With a string of movies that have disappointed at the box office, the decline of theme park attendance, and the bleeding of subscribers from its streaming service, the Walt Disney Company is losing money hand over fist, and facing a downgrade of its once bulletproof brand.
The advance drumbeat for the movie Indiana Jones and the Dial of Destiny had not been encouraging. Right-of-center websites had been criticizing what they anticipated to be Woke messaging, the sort of messaging that seemed rampant at Disney with the new Star Wars movies they produced, and the way the Marvel Cinematic Universe has changed since the conclusion of Avengers: Endgame. Phoebe Waller-Bridge was expected to take over the mantle of Indiana Jones in future movies, and Kathleen Kennedy, Disney’s head of Lucasfilm was quoted in the press touting just that. I can’t deny, though, that when I saw a preview with Harrison Ford donning his eponymous fedora, wielding a whip, I felt a surge of emotion that took me back to how I felt when I first saw Raiders of the Lost Ark. While my wife was reluctant at first, I sold her on seeing the film with the promise of a day at the movies with popcorn. And since we’d seen the previous four films, she agreed and we went the next day.

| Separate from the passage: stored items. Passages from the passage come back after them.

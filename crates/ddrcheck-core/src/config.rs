use crate::errors::ConfigError;
use crate::model::{FieldDef, ScopeMetadata, Structure};
use serde::de::DeserializeOwned;
use std::env;
use std::path::{Path, PathBuf};

pub const METADATA_FILE: &str = "metadata.yaml";
pub const STRUCTURE_FILE: &str = "structure.yaml";
pub const DDR_FILE: &str = "ddr.yaml";

/// Runtime settings. Environment first, CLI flags override.
#[derive(Clone, Debug)]
pub struct AppConfig {
    pub scopes_dir: PathBuf,
    pub workers: usize,
    pub content_cache_bytes: u64,
    pub page_size: usize,
    pub log_level: String,
}

impl Default for AppConfig {
    fn default() -> Self {
        Self {
            scopes_dir: PathBuf::from("scopes"),
            workers: default_workers(),
            content_cache_bytes: 200 * 1024 * 1024,
            page_size: 1000,
            log_level: "info".to_string(),
        }
    }
}

pub fn default_workers() -> usize {
    std::thread::available_parallelism()
        .map(|n| n.get())
        .unwrap_or(4)
}

impl AppConfig {
    pub fn from_env() -> Self {
        let mut cfg = Self::default();
        if let Ok(v) = env::var("DDRCHECK_SCOPES_DIR") {
            cfg.scopes_dir = PathBuf::from(v);
        }
        if let Ok(v) = env::var("DDRCHECK_WORKERS") {
            if let Ok(n) = v.parse::<usize>() {
                cfg.workers = n.max(1);
            }
        }
        if let Ok(v) = env::var("DDRCHECK_CACHE_MB") {
            if let Ok(n) = v.parse::<u64>() {
                cfg.content_cache_bytes = n * 1024 * 1024;
            }
        }
        if let Ok(v) = env::var("DDRCHECK_PAGE_SIZE") {
            if let Ok(n) = v.parse::<usize>() {
                cfg.page_size = n.max(1);
            }
        }
        if let Ok(v) = env::var("DDRCHECK_LOG") {
            cfg.log_level = v;
        }
        cfg
    }
}

/// Reads a YAML document, warning about keys the target type does not know.
pub fn load_yaml<T: DeserializeOwned>(path: &Path) -> Result<T, ConfigError> {
    let raw = std::fs::read_to_string(path)
        .map_err(|e| ConfigError(format!("failed to read {}: {}", path.display(), e)))?;

    let mut ignored_keys = Vec::new();
    let deserializer = serde_yaml::Deserializer::from_str(&raw);
    let value: T = serde_ignored::deserialize(deserializer, |p| {
        ignored_keys.push(p.to_string());
    })
    .map_err(|e| ConfigError(format!("failed to parse YAML {}: {}", path.display(), e)))?;

    if !ignored_keys.is_empty() {
        tracing::warn!(
            event = "config_unknown_keys",
            file = %path.display(),
            keys = ?ignored_keys,
            "ignored unknown config fields"
        );
    }
    Ok(value)
}

pub fn load_metadata(path: &Path) -> Result<ScopeMetadata, ConfigError> {
    let meta: ScopeMetadata = load_yaml(path)?;
    if meta.separator.is_empty() {
        return Err(ConfigError(format!(
            "empty Separator in {}",
            path.display()
        )));
    }
    if meta.extension().is_empty() {
        return Err(ConfigError(format!(
            "empty Extension in {}",
            path.display()
        )));
    }
    Ok(meta)
}

pub fn load_structure(path: &Path) -> Result<Structure, ConfigError> {
    let fields: Option<Vec<FieldDef>> = load_yaml(path)?;
    Structure::from_fields(fields.unwrap_or_default())
        .map_err(|e| ConfigError(format!("{} ({})", e, path.display())))
}

pub fn write_yaml<T: serde::Serialize>(path: &Path, value: &T) -> Result<(), ConfigError> {
    if let Some(parent) = path.parent() {
        std::fs::create_dir_all(parent)
            .map_err(|e| ConfigError(format!("failed to create {}: {}", parent.display(), e)))?;
    }
    let raw = serde_yaml::to_string(value)
        .map_err(|e| ConfigError(format!("failed to serialize {}: {}", path.display(), e)))?;
    std::fs::write(path, raw)
        .map_err(|e| ConfigError(format!("failed to write {}: {}", path.display(), e)))
}

/// Writes a small `demo` scope (one version, two files) under `scopes_dir`.
pub fn write_sample_scope(scopes_dir: &Path) -> Result<PathBuf, ConfigError> {
    let scope_dir = scopes_dir.join("demo");
    let write = |rel: &str, content: &str| -> Result<(), ConfigError> {
        let path = scope_dir.join(rel);
        if let Some(parent) = path.parent() {
            std::fs::create_dir_all(parent).map_err(|e| {
                ConfigError(format!("failed to create {}: {}", parent.display(), e))
            })?;
        }
        std::fs::write(&path, content)
            .map_err(|e| ConfigError(format!("failed to write {}: {}", path.display(), e)))
    };

    write(
        METADATA_FILE,
        r#"Separator: ";"
Extension: csv
Encoding: utf-8
Header: true
Nulable: false
"#,
    )?;
    write(
        "v1/CUSTOMERS/structure.yaml",
        r#"- name: ID
  type: INTEGER
  size: 6
  pk: true
- name: NAME
  type: VARCHAR
  size: 30
- name: BALANCE
  type: DECIMAL
  size: 10
  precision: 2
"#,
    )?;
    write(
        "v1/ORDERS/structure.yaml",
        r#"- name: ORDER_ID
  type: INTEGER
  size: 8
  pk: true
- name: CUSTOMER_ID
  type: INTEGER
  size: 6
- name: CREATED
  type: DATE
  size: 10
"#,
    )?;
    Ok(scope_dir)
}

Despite the complaints of some critics concerning the touted de-aging of Harrison Ford, and complaints that James Mangold was not Steven Spielberg, we both found the movie captivating and thrilling, incorporating many of the elements, including humor, that made the first three films so enjoyable. For this viewer, the de-aging of Harrison Ford was not only successful, but necessary to the story. When the 1940s prologue gives way to the late 60s, no de-aging CGI is needed to tell us that Indiana Jones is an old man. One critic even complained about the use of CGI, that the special effects of the first three films weren’t as fake as the modern standard, forgetting to mention that all Lucasfilm productions featured state-of-the-art special effects for their times, that Lucas founded Industrial Art and Magic that helped pioneer the very CGI the critic bemoaned. As for fake, how about the Nazi in the tank going off a cliff to his death in Indiana Jones and the Last Crusade? It was a stop-motion model, screaming as he met his well-deserved demise, state-of-the-art at the time, but hardly as realistic as the dinosaurs in Jurassic Park.
I had a hint that the film would underperform expectations when we got preferred seats after arriving in time to purchase popcorn just before the movie started. But since we’ve been patronizing our local movie theaters as soon as the pandemic panic was lifted here in Idaho, sparse attendance, even empty theaters, were a constant, even expected occurrence.

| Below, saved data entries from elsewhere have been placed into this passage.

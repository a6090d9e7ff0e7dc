use ddrcheck_core::cancel::CancellationToken;
use ddrcheck_core::engine::{ControllerEvent, ControllerState, TestController, ABORTED_MESSAGE};
use ddrcheck_core::model::{ErrorMap, TestStatus};
use ddrcheck_core::scope::ScopeStore;
use ddrcheck_core::storage::ExtractorFile;
use ddrcheck_core::validators_api::{Validation, Validator, ValidatorRegistry};
use std::sync::Arc;
use std::time::Duration;
use tempfile::{tempdir, TempDir};

struct Sleepy;

impl Validator for Sleepy {
    fn name(&self) -> &'static str {
        "sleepy"
    }

    fn validate(
        &self,
        _file: &ExtractorFile,
        cancel: &CancellationToken,
    ) -> anyhow::Result<Validation> {
        std::thread::sleep(Duration::from_millis(20));
        if cancel.is_cancelled() {
            return Ok(Validation::Aborted);
        }
        Ok(Validation::ok())
    }
}

/// Flags file `B`, passes the rest.
struct Picky;

impl Validator for Picky {
    fn name(&self) -> &'static str {
        "picky"
    }

    fn validate(
        &self,
        file: &ExtractorFile,
        _cancel: &CancellationToken,
    ) -> anyhow::Result<Validation> {
        let mut errors = ErrorMap::new();
        if file.name() == "B" {
            errors.push("X", "Not numeric", Some(3), Some("abc".into()));
        }
        Ok(Validation::Completed(errors))
    }
}

struct Panicky;

impl Validator for Panicky {
    fn name(&self) -> &'static str {
        "panicky"
    }

    fn validate(
        &self,
        _file: &ExtractorFile,
        _cancel: &CancellationToken,
    ) -> anyhow::Result<Validation> {
        panic!("validator blew up");
    }
}

fn sleepy() -> Arc<dyn Validator> {
    Arc::new(Sleepy)
}

fn picky() -> Arc<dyn Validator> {
    Arc::new(Picky)
}

fn panicky() -> Arc<dyn Validator> {
    Arc::new(Panicky)
}

fn controller(registry: ValidatorRegistry, concurrency: usize) -> (TempDir, TestController) {
    let dir = tempdir().unwrap();
    let scopes = dir.path().join("scopes");
    for f in ["C", "A", "B"] {
        std::fs::create_dir_all(scopes.join("S/V").join(f)).unwrap();
    }
    let mut ctl = TestController::new(ScopeStore::new(scopes), registry).with_concurrency(concurrency);
    ctl.build_pending_matrix("S", "V", &dir.path().join("in"))
        .unwrap();
    (dir, ctl)
}

fn two_tests() -> ValidatorRegistry {
    let mut reg = ValidatorRegistry::new();
    reg.register("sleepy", sleepy).register("picky", picky);
    reg
}

async fn drain(ctl: &mut TestController) -> Vec<ControllerEvent> {
    let mut events = Vec::new();
    while let Some(ev) = ctl.next_event().await {
        events.push(ev);
    }
    events
}

fn count_finished(events: &[ControllerEvent]) -> usize {
    events
        .iter()
        .filter(|e| matches!(e, ControllerEvent::RunFinished))
        .count()
}

fn completed(events: &[ControllerEvent]) -> usize {
    events
        .iter()
        .filter(|e| matches!(e, ControllerEvent::ItemCompleted { .. }))
        .count()
}

#[tokio::test(flavor = "multi_thread", worker_threads = 2)]
async fn runs_the_whole_matrix_once() {
    let (_dir, mut ctl) = controller(two_tests(), 2);
    assert_eq!(ctl.files().iter().map(|f| f.name()).collect::<Vec<_>>(), vec!["A", "B", "C"]);
    assert_eq!(ctl.test_names(), vec!["sleepy", "picky"]);
    assert!(ctl.start());
    assert!(!ctl.start(), "second start while running is refused");

    let events = drain(&mut ctl).await;
    assert_eq!(completed(&events), 6);
    assert_eq!(count_finished(&events), 1);
    assert_eq!(events.last(), Some(&ControllerEvent::RunFinished));
    assert!(events.contains(&ControllerEvent::Progress { executed: 6, total: 6 }));
    assert_eq!(ctl.state(), ControllerState::Finished);

    assert_eq!(ctl.test(0, 1).unwrap().status(), TestStatus::Ok);
    let b = ctl.test(1, 1).unwrap().snapshot();
    assert_eq!(b.status, TestStatus::Error);
    assert_eq!(b.errors.get("X", "Not numeric").len(), 1);
    assert!(b.log.last().unwrap().contains("finished in"));
}

#[tokio::test(flavor = "multi_thread", worker_threads = 2)]
async fn pause_lets_in_flight_finish_and_resume_completes() {
    let (_dir, mut ctl) = controller(two_tests(), 2);
    assert!(ctl.start());
    assert!(ctl.pause());

    let first = drain(&mut ctl).await;
    assert_eq!(completed(&first), 2);
    assert_eq!(count_finished(&first), 0);
    assert_eq!(ctl.state(), ControllerState::Paused);
    assert_eq!(ctl.progress().executed(), 2);
    let pending = ctl
        .matrix()
        .iter()
        .flatten()
        .filter(|t| t.status() == TestStatus::Pending)
        .count();
    assert_eq!(pending, 4);

    assert!(ctl.resume());
    let rest = drain(&mut ctl).await;
    assert_eq!(completed(&rest), 4);
    assert_eq!(count_finished(&rest), 1);
    assert_eq!(ctl.progress().executed(), 6);
    assert_eq!(ctl.state(), ControllerState::Finished);
}

#[tokio::test(flavor = "multi_thread", worker_threads = 2)]
async fn abort_then_idle_reenqueue_runs_just_that_row() {
    let (_dir, mut ctl) = controller(two_tests(), 1);
    assert!(ctl.start());
    assert!(ctl.abort());
    assert!(!ctl.pause());

    let aborted = drain(&mut ctl).await;
    assert_eq!(count_finished(&aborted), 0);
    assert_eq!(completed(&aborted), 1);
    assert_eq!(ctl.state(), ControllerState::Aborted);
    let first = ctl.test(0, 0).unwrap().snapshot();
    assert_eq!(first.status, TestStatus::Warning);
    assert!(first.log.iter().any(|l| l == ABORTED_MESSAGE));
    assert_eq!(ctl.test(2, 1).unwrap().status(), TestStatus::Pending);

    assert!(ctl.reenqueue_row(0));
    assert_eq!(ctl.state(), ControllerState::Running);
    let rerun = drain(&mut ctl).await;
    assert_eq!(completed(&rerun), 2);
    assert_eq!(count_finished(&rerun), 1);
    assert_eq!(ctl.progress().total(), 2);
    assert_eq!(ctl.test(0, 0).unwrap().status(), TestStatus::Ok);
    assert_eq!(ctl.test(0, 1).unwrap().status(), TestStatus::Ok);
    assert_eq!(ctl.test(1, 0).unwrap().status(), TestStatus::Pending);
}

#[tokio::test(flavor = "multi_thread", worker_threads = 2)]
async fn reenqueue_into_active_run_grows_total() {
    let (_dir, mut ctl) = controller(two_tests(), 1);
    assert!(ctl.start());
    assert!(ctl.reenqueue_test(2, 1));
    assert!(!ctl.reenqueue_test(9, 0));
    assert_eq!(ctl.progress().total(), 7);

    let events = drain(&mut ctl).await;
    assert_eq!(count_finished(&events), 1);
    assert!(events.contains(&ControllerEvent::Progress { executed: 7, total: 7 }));
}

#[tokio::test(flavor = "multi_thread", worker_threads = 2)]
async fn panicking_worker_is_an_error_and_still_counts() {
    let mut reg = ValidatorRegistry::new();
    reg.register("panicky", panicky);
    let (_dir, mut ctl) = controller(reg, 2);
    assert!(ctl.start());

    let events = drain(&mut ctl).await;
    assert_eq!(count_finished(&events), 1);
    assert_eq!(ctl.progress().executed(), 3);
    for row in 0..3 {
        let state = ctl.test(row, 0).unwrap().snapshot();
        assert_eq!(state.status, TestStatus::Error);
        assert!(state.log[0].starts_with("worker failed"));
    }
}

#[tokio::test(flavor = "multi_thread", worker_threads = 2)]
async fn rebuilding_drops_the_old_run() {
    let (dir, mut ctl) = controller(two_tests(), 2);
    assert!(ctl.start());
    ctl.build_pending_matrix("S", "V", &dir.path().join("in"))
        .unwrap();
    assert_eq!(ctl.state(), ControllerState::Idle);

    let stale = drain(&mut ctl).await;
    assert!(stale.is_empty());
    assert!(ctl
        .matrix()
        .iter()
        .flatten()
        .all(|t| t.status() == TestStatus::Pending));
}

#[tokio::test(flavor = "multi_thread", worker_threads = 2)]
async fn shutdown_waits_for_in_flight_work() {
    let (_dir, mut ctl) = controller(two_tests(), 2);
    assert!(ctl.start());
    let left = ctl.shutdown(Duration::from_secs(5)).await;
    assert_eq!(left, 0);
    assert_eq!(ctl.in_flight(), 0);
    assert_eq!(ctl.state(), ControllerState::Aborted);
}

#[tokio::test]
async fn empty_matrix_does_not_start() {
    let dir = tempdir().unwrap();
    std::fs::create_dir_all(dir.path().join("S/V")).unwrap();
    let mut ctl = TestController::new(ScopeStore::new(dir.path()), two_tests());
    ctl.build_pending_matrix("S", "V", dir.path()).unwrap();
    assert!(!ctl.start());
    assert_eq!(ctl.next_event().await, None);
}

#[test]
fn lists_scopes_and_versions() {
    let (_dir, ctl) = controller(two_tests(), 1);
    assert_eq!(ctl.load_scopes().unwrap(), vec!["S"]);
    assert_eq!(ctl.load_versions("S").unwrap(), vec!["V"]);
    assert_eq!(ctl.files().len(), 3);
}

The surprising box office failure of Indiana Jones and the Dial of Destiny ironically reminded me of the box office failure of a Disney movie that directly led to Disney’s acquisition of Lucasfilm in late 2012.
John Carter, based on Edgar Rice Burroughs’ first novel, A Princess of Mars, was released in March 2012. It had been green-lighted as a trilogy based on the first three books of the Barsoom series: the aforementioned A Princess of Mars, The Gods of Mars, and The Warlord of Mars. Disney’s goal was to create a franchise that could generate a supply of sequels and offshoots, kind of like Star Wars. Unfortunately, the movie failed to generate the necessary box office and was written off, the CEO resigned, and the planned sequels were scrapped. An outsider might conclude that since it was too risky to establish a new franchise, why not acquire an existing one? Thus began the successful quest for Lucasfilm, which was consummated before the end of 2012.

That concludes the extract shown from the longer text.